[[ Extracted information open ]]
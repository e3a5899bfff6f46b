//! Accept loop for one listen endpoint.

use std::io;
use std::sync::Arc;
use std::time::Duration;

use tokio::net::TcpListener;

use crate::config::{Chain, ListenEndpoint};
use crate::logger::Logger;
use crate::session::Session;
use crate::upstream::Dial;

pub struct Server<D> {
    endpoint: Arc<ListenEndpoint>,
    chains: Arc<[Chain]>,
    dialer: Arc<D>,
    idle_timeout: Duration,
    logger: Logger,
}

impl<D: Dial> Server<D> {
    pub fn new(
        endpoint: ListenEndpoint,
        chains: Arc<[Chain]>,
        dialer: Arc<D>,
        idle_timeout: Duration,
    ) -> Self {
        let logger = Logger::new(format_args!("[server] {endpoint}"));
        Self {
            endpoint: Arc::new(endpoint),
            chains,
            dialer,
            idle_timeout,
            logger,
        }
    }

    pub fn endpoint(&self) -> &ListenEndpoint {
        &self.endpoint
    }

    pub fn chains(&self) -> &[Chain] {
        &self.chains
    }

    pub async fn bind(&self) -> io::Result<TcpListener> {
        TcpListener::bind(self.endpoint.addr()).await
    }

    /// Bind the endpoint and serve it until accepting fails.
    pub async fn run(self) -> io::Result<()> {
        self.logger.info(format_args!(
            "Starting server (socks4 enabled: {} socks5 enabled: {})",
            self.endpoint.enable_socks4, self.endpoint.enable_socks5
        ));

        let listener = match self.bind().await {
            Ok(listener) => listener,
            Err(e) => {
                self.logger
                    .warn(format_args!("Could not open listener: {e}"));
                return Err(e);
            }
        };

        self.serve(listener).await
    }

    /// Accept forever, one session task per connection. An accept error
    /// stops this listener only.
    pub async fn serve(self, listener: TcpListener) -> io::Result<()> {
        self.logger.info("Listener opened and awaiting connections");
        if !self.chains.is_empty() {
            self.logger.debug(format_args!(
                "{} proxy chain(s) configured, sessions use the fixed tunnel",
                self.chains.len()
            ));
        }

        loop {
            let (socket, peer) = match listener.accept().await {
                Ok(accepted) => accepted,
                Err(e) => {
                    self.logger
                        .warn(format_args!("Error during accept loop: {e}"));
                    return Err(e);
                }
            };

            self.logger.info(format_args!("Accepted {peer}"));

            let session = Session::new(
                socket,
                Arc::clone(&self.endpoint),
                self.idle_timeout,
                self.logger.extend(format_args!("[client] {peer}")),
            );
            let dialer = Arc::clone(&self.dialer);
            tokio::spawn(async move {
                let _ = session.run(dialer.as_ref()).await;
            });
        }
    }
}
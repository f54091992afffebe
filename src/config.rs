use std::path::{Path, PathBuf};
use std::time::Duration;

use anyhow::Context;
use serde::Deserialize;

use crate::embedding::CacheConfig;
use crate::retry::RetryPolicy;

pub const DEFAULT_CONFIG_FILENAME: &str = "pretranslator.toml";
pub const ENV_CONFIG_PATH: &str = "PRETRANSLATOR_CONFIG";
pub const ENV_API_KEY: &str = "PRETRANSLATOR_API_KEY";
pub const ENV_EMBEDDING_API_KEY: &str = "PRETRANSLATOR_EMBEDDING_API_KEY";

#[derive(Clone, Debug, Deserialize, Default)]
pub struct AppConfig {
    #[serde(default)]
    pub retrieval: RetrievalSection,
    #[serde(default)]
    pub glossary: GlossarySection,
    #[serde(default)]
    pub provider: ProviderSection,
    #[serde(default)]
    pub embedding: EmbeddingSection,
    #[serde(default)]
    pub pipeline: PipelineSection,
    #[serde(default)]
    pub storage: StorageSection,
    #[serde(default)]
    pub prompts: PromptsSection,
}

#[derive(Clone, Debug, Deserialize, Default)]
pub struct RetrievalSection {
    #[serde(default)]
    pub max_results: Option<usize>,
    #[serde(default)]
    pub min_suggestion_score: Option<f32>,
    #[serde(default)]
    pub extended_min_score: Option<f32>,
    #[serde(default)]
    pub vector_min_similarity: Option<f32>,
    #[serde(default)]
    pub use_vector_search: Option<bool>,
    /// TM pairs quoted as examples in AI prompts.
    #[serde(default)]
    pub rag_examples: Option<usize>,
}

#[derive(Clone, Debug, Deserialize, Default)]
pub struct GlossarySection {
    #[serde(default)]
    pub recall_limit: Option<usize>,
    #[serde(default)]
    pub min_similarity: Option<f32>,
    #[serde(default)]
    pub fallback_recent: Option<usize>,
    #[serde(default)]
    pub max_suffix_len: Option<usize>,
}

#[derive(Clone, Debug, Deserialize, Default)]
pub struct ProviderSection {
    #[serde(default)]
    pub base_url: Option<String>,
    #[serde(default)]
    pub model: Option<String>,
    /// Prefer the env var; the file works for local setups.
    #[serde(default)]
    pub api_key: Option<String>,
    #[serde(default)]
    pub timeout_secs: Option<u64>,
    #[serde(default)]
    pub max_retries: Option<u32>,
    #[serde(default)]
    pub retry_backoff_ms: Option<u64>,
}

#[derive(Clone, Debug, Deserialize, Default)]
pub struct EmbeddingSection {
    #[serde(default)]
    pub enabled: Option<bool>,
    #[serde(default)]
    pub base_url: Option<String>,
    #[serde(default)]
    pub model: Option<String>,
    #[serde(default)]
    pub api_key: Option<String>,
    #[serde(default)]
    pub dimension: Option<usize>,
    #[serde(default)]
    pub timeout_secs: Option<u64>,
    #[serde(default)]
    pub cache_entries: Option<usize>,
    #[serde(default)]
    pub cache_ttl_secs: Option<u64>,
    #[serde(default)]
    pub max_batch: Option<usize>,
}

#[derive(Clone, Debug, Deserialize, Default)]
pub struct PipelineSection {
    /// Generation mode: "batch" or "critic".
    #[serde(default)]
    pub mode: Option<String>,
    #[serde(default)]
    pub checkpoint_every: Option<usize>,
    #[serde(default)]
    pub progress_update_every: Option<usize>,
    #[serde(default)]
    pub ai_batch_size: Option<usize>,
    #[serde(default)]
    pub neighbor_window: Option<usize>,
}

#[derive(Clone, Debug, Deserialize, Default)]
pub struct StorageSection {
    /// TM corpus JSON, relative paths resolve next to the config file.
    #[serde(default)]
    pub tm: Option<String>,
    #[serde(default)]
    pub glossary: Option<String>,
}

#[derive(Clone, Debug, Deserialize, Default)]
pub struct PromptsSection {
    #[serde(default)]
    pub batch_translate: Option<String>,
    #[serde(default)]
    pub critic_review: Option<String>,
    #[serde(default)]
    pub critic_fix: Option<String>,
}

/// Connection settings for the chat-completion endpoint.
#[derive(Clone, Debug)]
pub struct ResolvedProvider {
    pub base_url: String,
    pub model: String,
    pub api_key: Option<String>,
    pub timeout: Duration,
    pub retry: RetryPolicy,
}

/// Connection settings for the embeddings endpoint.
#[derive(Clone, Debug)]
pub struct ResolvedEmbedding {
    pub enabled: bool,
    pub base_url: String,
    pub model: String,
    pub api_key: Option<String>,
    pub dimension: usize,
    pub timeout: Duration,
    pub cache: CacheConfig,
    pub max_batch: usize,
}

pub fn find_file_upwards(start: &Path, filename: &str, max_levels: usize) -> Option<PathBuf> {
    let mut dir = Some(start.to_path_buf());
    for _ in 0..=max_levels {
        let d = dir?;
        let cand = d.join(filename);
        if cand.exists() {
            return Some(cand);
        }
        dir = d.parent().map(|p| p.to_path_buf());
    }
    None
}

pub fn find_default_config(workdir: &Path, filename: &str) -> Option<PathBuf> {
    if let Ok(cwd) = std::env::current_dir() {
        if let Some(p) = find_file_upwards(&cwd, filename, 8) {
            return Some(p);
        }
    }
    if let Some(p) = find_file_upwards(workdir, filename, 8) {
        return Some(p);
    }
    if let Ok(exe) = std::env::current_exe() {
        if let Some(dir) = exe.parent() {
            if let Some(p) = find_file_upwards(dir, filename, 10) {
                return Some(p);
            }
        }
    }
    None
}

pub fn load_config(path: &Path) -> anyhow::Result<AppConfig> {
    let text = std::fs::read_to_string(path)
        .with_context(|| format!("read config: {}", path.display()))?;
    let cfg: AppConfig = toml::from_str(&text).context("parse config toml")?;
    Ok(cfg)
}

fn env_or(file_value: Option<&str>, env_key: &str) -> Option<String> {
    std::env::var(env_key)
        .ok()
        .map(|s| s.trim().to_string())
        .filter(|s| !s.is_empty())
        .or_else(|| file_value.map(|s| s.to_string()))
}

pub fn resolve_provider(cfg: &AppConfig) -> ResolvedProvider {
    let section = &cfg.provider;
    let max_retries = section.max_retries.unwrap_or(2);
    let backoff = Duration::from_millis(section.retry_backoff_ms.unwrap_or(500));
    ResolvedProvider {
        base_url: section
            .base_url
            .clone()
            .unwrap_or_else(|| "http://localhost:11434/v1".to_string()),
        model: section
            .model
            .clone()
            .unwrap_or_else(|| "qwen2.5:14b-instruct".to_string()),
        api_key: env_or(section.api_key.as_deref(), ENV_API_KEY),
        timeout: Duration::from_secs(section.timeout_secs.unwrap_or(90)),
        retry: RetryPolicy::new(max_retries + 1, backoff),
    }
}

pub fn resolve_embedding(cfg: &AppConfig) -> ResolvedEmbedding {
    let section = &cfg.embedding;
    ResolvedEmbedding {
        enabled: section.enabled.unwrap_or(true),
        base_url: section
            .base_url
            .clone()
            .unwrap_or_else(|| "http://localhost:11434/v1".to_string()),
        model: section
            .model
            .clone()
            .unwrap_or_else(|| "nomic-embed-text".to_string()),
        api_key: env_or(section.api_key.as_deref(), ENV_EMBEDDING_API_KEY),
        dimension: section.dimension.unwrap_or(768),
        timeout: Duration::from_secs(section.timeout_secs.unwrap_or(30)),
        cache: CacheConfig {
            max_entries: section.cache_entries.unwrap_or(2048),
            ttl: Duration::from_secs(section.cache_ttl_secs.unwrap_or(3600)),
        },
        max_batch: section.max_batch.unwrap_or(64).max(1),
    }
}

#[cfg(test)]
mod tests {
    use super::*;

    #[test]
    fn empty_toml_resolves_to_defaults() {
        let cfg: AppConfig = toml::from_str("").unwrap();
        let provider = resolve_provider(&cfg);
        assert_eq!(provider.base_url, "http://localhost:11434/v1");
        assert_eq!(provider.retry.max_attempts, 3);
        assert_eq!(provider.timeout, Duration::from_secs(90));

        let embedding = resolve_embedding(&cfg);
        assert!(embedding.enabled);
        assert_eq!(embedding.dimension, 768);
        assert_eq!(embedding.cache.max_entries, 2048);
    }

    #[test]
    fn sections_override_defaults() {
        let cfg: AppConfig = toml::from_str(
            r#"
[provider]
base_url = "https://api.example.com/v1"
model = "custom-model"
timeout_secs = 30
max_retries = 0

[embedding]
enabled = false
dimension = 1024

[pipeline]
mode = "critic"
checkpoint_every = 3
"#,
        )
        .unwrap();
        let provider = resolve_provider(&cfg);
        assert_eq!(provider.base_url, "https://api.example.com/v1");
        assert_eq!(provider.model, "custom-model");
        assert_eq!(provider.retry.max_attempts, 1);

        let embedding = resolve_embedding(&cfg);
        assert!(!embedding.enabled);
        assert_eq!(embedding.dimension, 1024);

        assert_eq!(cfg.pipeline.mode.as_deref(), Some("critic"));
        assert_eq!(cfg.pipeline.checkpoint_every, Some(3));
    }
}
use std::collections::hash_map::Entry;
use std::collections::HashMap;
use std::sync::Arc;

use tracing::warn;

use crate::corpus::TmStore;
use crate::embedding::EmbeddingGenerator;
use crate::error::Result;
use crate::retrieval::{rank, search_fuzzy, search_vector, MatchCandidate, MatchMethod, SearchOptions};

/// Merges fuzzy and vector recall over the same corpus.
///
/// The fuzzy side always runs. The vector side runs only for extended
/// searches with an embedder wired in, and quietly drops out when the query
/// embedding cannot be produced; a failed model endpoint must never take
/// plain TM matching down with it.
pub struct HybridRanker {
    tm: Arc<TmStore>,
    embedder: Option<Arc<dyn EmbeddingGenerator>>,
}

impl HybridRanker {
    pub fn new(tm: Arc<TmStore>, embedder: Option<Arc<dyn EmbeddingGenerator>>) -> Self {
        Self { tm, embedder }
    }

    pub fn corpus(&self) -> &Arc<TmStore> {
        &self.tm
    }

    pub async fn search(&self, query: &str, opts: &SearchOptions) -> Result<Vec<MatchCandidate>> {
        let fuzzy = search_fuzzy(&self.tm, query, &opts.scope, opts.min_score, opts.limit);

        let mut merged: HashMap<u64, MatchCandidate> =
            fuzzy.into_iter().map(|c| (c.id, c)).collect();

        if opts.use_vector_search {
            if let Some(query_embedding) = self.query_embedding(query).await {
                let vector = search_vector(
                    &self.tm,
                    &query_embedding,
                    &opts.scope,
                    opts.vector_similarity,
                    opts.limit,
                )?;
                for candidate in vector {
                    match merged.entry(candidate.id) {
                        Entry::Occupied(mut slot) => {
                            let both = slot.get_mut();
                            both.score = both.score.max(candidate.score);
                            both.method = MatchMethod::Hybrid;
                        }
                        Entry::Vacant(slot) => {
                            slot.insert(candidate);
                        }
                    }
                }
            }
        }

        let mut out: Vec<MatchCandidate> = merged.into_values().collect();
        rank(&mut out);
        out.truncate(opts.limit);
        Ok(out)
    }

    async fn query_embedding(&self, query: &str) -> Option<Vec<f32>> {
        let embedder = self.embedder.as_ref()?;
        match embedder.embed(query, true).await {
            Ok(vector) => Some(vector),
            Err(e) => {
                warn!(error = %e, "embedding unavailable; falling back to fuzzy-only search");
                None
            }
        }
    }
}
[[ Extracted information closed ]]
# [Your assignment]
Please print, exactly and with nothing else, the lines from the first line of the entries through the line containing "pub struct Server<D>".

# [Exercise output]
repository e3a5899bfff6f46b
//! Accept loop for one listen endpoint.

use std::io;
use std::sync::Arc;
use std::time::Duration;

use tokio::net::TcpListener;

use crate::config::{Chain, ListenEndpoint};
use crate::logger::Logger;
use crate::session::Session;
use crate::upstream::Dial;

pub struct Server<D> {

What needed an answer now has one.